In that interview, they hinted that the product had moved beyond just content moderation and data extraction to what would become their calling card: data annotation. That same month, image recognition showed up on the website as a use case for the first time.

For the first year, Scale seems to have survived on the $120k that YC invests in exchange for 7% of the company. Then, in July 2017, it announced a $4.5 million Series A led by Accel.

Scale’s Evolution as Told Through Funding Announcements

Funding is not the most important thing for a startup, but the history of Scale’s funding announcements tell the story of the evolution in its focus and the way it described itself.

Already, in the Series A announcement, Scale unveiled its larger ambitions, not just a better Mechanical Turk, but a better API for training data. The announcement focused squarely on AI, mentioning it seven times:

Our customers agree that integrating AI with accurate human intelligence is crucial to building reliable AI technology. As a result, we believe Scale will be a foundation for the next wave of development in AI.

If the 2017 Series A highlighted the evolution from API to AI (it would change its website from scaleapi.com to scale.ai in February 2018), the August 2018 announcement of Scale’s $18 million, Index-led Series B was about its role in data labeling for autonomous driving. The post highlighted that:

In autonomous driving, one of the most prominent applications of deep learning today, Scale has become the industry standard for labeling data. We’ve partnered with many industry leaders such as GM, Cruise, Lyft, Zoox, and nuTonomy. We’ve labeled more than 200,000 miles of self-driving data (about the distance to the moon).

At this point, it’s worth pausing to describe just what data labeling is.

Data Labeling: Hot Dog, Not Hot Dog

As we covered above, ML models take data as an input and let the machine learn its way into figuring out the right code. Without data, there is no ML or AI, and bad or mislabeled data is worse than no data at all. “Garbage in, garbage out.”

To get data to feed the models, companies can either use open data sets, buy data, or generate the data themselves. Scale’s largest customer segment to date, companies building autonomous driving technology, generate petabytes of data as they drive around and capture video and Lidar point clouds of their surroundings. In their raw form, those videos don’t mean anything to the models that make decisions about when to stop, go, swerve, speed up, or slow down. So companies like Toyota and Lyft send huge files to Scale, and Scale’s job is to send the files back labeled, or annotated.

Scale’s system is a “Human-in-the-Loop” (HIL) system. From a cost and speed perspective, the ideal would be to have algorithms tag everything, but the algorithms aren’t good enough yet (and certainly weren’t good enough when Scale launched in 2016).

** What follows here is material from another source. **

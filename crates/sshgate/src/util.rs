//! Utility types shared across the engine.

pub mod deadline;

pub use deadline::{Deadline, TimeoutExt};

This scene from Silicon Valley captures it well:

So instead of relying on the machines, Scale’s algorithms break the videos into frames, take a first pass at labeling the images, and loop in humans for the trickier ones. Humans then label the unclear parts, and send labeled data to Scale, which checks it with more ML and human reviewers and sends it back to customers, who use the annotated data in their models. This process should be familiar to everyone reading this: every time you’ve had to “Select all images with boats” to log into a website, you’ve been labeling data to train models.

On the data labeling front, the goal for Scale over time is to increase the percentage of images that it can label without humans. That drives down cost and improves margins. Importantly, as humans label images, they’re also training Scale’s algorithms, and making them more accurate over time. This is Scale’s data flywheel.

Now we’re ready to go back to Scale’s evolution as told through funding announcements.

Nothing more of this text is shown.